» Aim of the task: Every line of the records that holds the word "parents" should be copied out.

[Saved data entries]
'''

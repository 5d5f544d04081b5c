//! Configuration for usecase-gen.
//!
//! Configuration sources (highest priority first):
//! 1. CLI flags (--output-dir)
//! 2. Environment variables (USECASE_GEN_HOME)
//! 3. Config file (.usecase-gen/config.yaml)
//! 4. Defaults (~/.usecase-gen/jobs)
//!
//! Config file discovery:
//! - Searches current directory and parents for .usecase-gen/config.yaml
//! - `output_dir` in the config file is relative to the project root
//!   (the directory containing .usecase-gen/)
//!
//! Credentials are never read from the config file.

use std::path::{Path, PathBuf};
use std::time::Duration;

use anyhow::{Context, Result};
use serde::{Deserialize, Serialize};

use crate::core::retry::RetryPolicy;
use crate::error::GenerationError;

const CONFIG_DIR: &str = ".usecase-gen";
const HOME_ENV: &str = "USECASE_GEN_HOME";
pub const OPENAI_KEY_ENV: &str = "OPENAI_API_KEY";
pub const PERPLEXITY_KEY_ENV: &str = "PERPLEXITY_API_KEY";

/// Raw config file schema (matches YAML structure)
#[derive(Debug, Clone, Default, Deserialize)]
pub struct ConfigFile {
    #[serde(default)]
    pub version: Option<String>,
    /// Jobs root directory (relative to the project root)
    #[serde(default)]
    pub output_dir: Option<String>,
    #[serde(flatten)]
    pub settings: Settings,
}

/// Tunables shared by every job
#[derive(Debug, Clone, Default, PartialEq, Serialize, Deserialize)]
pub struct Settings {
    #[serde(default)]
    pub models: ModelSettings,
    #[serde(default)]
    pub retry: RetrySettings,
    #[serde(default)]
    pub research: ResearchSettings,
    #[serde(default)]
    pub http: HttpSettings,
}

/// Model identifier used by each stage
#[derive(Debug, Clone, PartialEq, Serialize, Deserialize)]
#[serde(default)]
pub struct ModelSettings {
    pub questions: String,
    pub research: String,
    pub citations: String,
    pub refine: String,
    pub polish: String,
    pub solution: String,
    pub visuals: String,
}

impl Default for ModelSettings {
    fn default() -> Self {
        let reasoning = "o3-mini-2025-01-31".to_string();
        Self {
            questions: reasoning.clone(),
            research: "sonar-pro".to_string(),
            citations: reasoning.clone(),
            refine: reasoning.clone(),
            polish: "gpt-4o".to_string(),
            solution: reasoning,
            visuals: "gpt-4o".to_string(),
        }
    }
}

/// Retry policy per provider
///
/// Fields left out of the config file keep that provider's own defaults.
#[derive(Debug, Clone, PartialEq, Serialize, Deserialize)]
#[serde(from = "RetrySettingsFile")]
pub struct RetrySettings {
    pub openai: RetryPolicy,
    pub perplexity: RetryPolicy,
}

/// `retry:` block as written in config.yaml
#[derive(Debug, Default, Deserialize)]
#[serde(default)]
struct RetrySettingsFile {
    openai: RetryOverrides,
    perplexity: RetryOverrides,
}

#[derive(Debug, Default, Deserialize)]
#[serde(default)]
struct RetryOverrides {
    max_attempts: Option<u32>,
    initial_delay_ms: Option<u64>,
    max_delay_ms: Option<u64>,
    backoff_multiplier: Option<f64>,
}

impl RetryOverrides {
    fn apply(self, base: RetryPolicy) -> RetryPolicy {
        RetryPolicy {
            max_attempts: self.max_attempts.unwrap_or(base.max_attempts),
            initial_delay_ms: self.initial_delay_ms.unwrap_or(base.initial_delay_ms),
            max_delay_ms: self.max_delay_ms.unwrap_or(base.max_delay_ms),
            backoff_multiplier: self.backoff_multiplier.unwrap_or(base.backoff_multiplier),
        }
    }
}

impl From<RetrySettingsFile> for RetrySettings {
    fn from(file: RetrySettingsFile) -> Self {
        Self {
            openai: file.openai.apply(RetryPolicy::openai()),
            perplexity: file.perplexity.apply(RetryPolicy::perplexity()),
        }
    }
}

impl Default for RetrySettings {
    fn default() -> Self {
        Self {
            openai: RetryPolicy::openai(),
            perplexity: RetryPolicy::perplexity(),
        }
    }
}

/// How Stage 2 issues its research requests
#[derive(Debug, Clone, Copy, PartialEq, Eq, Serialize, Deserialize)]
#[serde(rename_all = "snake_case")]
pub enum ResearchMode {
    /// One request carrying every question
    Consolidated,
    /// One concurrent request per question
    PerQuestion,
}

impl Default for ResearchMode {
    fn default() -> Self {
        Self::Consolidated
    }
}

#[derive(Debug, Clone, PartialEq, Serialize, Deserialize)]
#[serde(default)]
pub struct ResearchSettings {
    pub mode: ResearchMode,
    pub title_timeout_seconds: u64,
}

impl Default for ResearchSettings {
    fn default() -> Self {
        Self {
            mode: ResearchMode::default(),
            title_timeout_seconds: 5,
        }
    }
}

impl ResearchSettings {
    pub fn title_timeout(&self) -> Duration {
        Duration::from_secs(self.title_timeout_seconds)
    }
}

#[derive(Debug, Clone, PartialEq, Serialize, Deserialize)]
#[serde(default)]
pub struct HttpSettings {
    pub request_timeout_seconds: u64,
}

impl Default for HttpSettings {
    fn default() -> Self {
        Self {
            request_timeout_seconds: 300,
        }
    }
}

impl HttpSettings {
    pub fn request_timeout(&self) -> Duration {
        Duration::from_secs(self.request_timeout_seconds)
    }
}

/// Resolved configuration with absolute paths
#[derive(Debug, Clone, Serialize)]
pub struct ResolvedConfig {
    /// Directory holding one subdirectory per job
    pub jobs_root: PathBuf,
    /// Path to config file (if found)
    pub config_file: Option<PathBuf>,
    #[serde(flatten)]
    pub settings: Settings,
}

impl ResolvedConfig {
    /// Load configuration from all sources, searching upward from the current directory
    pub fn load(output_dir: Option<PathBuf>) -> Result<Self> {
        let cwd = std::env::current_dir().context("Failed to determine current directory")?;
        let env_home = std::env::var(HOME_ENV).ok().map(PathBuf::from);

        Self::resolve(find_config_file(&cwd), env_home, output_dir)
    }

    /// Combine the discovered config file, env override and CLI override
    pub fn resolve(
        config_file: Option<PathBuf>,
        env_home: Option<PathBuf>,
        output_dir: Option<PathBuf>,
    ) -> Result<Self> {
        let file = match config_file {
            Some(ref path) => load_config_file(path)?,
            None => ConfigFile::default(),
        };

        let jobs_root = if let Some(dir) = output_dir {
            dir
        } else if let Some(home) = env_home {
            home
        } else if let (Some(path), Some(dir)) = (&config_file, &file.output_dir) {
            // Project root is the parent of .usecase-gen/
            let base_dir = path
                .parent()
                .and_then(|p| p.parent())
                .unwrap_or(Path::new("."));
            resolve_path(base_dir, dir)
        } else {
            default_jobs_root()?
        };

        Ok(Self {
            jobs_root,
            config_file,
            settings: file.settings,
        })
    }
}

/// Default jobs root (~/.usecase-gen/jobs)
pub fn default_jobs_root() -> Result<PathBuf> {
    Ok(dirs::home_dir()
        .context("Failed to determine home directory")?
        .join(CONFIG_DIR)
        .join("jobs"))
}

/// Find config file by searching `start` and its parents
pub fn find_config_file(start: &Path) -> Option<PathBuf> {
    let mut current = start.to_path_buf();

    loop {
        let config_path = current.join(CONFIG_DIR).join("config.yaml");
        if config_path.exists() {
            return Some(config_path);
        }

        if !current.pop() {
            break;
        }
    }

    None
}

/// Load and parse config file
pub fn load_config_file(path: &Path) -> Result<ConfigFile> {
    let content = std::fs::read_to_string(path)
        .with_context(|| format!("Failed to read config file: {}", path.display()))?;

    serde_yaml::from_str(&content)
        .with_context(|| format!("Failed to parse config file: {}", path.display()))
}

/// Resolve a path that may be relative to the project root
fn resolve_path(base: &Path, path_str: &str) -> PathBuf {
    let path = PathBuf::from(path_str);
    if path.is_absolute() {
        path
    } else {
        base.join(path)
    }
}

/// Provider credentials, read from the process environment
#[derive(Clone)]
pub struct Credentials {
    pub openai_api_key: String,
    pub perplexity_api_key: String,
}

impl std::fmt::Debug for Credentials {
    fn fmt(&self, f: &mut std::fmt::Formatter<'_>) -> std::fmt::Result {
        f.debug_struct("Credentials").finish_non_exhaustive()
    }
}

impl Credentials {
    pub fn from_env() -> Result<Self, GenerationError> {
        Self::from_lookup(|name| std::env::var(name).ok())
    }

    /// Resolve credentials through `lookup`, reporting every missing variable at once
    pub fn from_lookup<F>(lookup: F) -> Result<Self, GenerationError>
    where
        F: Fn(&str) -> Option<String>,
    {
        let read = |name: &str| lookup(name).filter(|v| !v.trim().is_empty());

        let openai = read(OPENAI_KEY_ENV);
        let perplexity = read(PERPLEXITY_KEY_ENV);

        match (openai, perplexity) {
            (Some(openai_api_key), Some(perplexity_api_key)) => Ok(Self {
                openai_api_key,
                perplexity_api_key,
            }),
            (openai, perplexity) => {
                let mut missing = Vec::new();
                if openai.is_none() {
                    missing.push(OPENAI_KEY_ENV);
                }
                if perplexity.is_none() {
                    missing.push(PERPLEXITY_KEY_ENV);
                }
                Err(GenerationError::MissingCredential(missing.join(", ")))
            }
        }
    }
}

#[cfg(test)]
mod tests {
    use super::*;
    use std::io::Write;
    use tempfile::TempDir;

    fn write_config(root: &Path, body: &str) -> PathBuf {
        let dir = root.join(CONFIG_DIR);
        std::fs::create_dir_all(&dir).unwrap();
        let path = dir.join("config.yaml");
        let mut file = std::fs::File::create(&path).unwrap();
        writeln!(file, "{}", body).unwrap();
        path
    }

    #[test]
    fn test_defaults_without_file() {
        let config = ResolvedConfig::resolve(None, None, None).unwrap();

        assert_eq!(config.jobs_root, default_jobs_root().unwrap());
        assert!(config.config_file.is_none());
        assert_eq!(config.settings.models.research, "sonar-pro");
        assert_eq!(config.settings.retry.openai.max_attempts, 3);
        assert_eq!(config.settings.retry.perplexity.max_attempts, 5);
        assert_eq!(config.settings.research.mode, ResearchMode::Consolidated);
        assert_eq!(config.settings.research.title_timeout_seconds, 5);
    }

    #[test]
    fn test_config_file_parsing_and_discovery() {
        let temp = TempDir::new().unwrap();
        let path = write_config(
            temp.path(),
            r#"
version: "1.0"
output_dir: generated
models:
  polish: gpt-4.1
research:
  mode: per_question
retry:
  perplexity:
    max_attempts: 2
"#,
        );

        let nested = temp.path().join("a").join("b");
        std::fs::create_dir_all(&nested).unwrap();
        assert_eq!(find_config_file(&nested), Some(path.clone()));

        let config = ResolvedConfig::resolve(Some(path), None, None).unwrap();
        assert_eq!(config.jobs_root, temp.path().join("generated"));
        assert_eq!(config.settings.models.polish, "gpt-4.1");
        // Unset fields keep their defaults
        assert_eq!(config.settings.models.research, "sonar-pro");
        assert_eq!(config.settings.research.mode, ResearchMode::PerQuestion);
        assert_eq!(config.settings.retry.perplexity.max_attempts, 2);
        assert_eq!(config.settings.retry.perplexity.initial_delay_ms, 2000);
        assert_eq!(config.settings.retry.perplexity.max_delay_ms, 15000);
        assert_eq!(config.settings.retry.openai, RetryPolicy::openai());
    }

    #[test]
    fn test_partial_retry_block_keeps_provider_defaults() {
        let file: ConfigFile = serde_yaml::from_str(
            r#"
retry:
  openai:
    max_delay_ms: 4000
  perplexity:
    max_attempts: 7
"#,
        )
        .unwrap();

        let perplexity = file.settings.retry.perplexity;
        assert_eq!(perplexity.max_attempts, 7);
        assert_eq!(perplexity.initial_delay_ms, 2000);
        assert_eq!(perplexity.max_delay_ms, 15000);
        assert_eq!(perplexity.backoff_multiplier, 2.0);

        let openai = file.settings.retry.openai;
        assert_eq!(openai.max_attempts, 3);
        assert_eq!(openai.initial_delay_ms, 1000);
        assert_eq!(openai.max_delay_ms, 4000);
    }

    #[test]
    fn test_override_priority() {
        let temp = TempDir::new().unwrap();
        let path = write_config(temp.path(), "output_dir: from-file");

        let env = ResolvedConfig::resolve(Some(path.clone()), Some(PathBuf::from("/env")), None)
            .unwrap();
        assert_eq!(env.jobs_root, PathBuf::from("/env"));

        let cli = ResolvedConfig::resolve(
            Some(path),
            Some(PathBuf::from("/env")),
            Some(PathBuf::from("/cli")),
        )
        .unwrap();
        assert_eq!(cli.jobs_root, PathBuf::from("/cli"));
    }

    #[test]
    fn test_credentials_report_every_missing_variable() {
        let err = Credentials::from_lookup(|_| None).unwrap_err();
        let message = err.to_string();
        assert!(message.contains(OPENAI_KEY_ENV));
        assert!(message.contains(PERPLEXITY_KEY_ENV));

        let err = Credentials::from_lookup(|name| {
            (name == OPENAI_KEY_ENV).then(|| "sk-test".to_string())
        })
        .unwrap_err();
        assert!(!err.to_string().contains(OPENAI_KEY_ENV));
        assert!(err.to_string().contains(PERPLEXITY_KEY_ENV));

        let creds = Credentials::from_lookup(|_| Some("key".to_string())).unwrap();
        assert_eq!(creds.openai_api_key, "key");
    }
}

'''
'''

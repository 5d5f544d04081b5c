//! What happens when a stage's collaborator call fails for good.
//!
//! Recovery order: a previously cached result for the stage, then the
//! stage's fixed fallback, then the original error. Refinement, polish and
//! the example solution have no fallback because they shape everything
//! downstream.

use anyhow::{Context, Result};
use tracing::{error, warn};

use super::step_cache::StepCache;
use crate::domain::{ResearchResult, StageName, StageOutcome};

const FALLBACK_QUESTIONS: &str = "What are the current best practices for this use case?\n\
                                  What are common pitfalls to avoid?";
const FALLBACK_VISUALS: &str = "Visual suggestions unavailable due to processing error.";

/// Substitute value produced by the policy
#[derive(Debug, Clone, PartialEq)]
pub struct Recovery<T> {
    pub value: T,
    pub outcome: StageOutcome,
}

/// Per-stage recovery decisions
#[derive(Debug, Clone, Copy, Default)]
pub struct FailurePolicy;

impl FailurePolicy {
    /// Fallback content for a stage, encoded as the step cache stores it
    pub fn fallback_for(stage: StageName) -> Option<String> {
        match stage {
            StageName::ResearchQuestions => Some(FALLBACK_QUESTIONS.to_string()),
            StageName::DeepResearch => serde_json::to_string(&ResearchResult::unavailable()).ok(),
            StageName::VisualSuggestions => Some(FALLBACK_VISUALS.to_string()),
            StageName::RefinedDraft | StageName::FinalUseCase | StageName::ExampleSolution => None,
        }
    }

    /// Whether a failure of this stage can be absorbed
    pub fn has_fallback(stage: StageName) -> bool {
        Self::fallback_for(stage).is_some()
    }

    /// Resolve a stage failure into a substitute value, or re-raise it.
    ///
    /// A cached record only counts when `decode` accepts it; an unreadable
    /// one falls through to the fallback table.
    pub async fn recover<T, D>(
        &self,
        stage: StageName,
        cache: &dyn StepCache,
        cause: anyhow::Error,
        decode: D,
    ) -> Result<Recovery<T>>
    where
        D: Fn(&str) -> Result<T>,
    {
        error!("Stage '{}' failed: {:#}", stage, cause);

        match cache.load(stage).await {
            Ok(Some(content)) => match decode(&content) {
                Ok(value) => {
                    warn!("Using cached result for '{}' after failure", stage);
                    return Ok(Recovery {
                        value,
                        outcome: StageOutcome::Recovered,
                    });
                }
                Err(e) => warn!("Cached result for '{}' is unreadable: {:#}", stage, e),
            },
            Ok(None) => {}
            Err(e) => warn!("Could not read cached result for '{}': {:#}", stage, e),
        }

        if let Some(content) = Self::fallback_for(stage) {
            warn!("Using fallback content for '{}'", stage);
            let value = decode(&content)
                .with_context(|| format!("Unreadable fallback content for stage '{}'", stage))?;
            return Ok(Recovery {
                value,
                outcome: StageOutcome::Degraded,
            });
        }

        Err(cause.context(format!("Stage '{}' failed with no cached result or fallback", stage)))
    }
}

'''
'''

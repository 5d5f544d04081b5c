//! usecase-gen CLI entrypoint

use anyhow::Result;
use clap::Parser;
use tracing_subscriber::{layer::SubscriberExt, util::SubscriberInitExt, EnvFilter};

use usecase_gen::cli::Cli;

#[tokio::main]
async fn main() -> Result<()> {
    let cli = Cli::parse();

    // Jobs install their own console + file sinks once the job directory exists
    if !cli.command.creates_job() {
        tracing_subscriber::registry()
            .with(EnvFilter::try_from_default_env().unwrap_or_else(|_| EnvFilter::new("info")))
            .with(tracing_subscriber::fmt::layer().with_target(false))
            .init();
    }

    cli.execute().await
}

'''

» Result of the task:
//! - Searches current directory and parents for .usecase-gen/config.yaml
/// Find config file by searching `start` and its parents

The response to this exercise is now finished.